> **DATA FOR THIS EXERCISE**
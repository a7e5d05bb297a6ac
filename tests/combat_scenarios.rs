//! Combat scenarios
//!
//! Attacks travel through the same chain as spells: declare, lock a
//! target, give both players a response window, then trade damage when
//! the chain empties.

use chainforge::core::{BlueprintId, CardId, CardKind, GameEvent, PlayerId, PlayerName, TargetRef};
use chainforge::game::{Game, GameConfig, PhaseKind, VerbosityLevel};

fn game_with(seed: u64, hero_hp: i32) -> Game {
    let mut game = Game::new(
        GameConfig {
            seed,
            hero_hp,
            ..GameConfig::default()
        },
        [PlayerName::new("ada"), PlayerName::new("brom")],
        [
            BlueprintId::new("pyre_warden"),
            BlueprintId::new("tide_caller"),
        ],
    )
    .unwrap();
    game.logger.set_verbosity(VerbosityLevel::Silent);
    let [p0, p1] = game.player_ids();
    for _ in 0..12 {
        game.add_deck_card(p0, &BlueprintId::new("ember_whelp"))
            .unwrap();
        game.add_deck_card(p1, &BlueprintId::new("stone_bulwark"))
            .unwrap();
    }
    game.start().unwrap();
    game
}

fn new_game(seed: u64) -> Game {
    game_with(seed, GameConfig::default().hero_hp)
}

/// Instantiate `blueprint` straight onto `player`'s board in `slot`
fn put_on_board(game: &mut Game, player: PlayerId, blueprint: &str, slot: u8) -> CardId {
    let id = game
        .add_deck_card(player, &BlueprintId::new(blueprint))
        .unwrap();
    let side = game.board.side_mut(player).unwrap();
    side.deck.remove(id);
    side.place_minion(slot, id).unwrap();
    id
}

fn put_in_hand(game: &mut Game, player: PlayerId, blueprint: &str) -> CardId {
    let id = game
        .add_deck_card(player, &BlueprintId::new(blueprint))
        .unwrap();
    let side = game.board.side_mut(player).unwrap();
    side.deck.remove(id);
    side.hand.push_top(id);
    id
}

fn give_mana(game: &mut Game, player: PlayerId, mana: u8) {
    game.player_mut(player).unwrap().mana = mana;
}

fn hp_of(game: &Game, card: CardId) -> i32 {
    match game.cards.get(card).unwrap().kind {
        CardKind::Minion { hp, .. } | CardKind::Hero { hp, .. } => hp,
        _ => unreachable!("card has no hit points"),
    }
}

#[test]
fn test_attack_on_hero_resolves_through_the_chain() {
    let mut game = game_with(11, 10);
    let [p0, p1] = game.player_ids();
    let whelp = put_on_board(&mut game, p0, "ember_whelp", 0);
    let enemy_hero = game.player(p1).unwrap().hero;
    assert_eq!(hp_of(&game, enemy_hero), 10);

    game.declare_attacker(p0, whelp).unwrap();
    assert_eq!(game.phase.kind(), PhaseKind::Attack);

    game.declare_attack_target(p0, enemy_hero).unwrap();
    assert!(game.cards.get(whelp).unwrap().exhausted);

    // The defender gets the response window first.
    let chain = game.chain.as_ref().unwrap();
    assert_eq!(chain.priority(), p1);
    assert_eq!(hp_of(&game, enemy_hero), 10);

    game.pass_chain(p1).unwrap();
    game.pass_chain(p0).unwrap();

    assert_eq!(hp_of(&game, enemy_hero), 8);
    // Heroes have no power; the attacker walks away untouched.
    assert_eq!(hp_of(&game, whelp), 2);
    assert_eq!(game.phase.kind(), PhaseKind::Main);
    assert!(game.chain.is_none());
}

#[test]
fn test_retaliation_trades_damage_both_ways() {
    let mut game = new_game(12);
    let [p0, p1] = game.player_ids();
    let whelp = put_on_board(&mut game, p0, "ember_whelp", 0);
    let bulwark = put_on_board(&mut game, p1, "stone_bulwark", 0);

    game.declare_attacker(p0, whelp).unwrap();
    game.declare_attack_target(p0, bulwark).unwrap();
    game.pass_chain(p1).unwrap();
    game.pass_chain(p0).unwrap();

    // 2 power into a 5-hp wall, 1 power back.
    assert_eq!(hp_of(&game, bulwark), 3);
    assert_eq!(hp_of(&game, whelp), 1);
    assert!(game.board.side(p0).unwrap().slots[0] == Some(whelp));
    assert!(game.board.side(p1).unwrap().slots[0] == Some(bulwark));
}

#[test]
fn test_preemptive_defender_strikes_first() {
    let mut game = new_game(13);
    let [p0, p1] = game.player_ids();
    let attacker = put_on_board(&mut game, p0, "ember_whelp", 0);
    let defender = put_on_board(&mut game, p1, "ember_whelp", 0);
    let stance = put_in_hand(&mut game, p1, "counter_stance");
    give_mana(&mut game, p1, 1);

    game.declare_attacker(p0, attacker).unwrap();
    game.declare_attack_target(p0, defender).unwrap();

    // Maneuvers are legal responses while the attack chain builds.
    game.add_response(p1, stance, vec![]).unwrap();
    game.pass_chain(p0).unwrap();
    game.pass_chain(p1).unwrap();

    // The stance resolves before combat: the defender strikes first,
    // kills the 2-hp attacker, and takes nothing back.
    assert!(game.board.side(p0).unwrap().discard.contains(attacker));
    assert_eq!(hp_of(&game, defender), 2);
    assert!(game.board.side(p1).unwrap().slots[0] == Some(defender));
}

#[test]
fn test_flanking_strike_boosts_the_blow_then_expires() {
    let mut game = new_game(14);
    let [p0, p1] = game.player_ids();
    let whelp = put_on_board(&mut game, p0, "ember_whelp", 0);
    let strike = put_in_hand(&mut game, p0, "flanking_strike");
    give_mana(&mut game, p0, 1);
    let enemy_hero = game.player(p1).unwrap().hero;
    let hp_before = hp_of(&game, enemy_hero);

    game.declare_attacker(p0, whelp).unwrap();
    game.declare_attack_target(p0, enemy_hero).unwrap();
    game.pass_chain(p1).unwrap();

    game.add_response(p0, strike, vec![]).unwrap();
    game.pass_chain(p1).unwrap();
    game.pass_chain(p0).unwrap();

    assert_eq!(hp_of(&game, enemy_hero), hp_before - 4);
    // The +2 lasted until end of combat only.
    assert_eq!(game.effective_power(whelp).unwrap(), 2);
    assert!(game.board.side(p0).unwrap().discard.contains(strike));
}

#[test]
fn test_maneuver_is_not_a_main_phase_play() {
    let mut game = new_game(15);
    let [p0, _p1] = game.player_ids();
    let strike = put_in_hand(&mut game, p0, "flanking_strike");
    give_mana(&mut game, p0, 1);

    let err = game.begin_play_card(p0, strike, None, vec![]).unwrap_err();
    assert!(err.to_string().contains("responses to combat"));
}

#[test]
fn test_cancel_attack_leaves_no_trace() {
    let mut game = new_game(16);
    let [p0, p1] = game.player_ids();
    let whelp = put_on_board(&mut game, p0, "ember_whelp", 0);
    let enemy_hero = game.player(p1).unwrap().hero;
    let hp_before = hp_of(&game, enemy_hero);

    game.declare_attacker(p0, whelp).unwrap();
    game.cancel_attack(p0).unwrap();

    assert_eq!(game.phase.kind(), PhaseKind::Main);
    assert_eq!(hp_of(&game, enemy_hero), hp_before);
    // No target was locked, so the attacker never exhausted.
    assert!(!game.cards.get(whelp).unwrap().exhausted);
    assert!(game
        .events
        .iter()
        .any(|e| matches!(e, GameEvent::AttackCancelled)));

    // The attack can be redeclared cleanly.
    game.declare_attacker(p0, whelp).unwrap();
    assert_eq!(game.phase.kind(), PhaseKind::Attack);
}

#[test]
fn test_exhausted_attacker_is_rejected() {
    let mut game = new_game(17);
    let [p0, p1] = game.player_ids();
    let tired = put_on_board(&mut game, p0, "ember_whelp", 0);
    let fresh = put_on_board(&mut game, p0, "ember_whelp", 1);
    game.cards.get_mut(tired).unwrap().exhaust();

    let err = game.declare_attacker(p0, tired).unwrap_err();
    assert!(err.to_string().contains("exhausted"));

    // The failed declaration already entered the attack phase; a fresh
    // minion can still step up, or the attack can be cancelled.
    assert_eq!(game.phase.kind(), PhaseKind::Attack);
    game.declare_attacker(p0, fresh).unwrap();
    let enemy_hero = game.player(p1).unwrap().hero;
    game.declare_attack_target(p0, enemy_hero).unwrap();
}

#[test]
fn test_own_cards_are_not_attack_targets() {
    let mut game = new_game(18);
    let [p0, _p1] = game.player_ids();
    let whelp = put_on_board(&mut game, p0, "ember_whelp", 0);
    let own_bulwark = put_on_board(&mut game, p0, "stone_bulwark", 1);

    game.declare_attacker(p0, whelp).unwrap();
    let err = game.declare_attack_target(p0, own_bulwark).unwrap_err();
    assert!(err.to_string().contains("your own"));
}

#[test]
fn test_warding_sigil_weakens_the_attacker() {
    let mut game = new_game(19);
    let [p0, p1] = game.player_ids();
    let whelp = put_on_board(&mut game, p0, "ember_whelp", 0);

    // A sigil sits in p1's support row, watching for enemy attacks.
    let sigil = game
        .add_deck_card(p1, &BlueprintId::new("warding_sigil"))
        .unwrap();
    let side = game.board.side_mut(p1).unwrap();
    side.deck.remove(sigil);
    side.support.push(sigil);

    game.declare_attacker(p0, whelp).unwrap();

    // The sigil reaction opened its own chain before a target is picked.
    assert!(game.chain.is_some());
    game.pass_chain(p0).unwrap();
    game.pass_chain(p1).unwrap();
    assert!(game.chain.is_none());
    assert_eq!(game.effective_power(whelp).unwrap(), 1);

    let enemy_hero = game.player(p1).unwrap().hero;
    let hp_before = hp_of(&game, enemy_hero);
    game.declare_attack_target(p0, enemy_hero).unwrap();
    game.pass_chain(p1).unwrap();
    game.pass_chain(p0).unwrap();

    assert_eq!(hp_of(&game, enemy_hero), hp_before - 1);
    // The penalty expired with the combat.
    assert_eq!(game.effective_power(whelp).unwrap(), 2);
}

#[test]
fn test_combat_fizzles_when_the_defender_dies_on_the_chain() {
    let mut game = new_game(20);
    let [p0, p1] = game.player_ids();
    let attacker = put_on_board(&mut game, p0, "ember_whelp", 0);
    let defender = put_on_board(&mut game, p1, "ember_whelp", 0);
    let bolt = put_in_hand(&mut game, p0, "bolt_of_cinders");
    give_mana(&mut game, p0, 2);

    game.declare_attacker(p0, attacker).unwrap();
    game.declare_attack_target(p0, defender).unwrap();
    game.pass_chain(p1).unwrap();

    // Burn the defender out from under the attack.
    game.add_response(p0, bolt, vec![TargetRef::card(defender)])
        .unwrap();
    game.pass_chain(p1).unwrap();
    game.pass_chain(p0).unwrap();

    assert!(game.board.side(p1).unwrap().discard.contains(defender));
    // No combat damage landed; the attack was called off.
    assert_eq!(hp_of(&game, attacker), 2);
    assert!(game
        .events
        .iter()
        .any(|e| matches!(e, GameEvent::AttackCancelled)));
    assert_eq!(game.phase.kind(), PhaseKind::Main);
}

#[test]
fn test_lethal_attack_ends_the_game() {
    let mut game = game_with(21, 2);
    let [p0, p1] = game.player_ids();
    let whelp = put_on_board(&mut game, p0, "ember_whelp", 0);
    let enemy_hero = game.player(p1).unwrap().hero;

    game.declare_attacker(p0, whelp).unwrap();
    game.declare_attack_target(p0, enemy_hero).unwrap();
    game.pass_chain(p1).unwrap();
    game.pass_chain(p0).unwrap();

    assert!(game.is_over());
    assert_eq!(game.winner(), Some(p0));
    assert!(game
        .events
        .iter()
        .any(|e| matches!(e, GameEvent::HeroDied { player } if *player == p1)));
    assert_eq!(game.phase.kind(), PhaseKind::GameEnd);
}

> **PROBLEM STATEMENT**
Copy out, exactly and alone, the lines of the entries above between the ones holding "let mut game = game_with(11, 10);" and "assert_eq!(hp_of(&game, enemy_hero), 8);", inclusive.

> **RESULT FOR THIS EXERCISE**
    let mut game = game_with(11, 10);
    let [p0, p1] = game.player_ids();
    let whelp = put_on_board(&mut game, p0, "ember_whelp", 0);
    let enemy_hero = game.player(p1).unwrap().hero;
    assert_eq!(hp_of(&game, enemy_hero), 10);

    game.declare_attacker(p0, whelp).unwrap();
    assert_eq!(game.phase.kind(), PhaseKind::Attack);

    game.declare_attack_target(p0, enemy_hero).unwrap();
    assert!(game.cards.get(whelp).unwrap().exhausted);

    // The defender gets the response window first.
    let chain = game.chain.as_ref().unwrap();
    assert_eq!(chain.priority(), p1);
    assert_eq!(hp_of(&game, enemy_hero), 10);

    game.pass_chain(p1).unwrap();
    game.pass_chain(p0).unwrap();

    assert_eq!(hp_of(&game, enemy_hero), 8);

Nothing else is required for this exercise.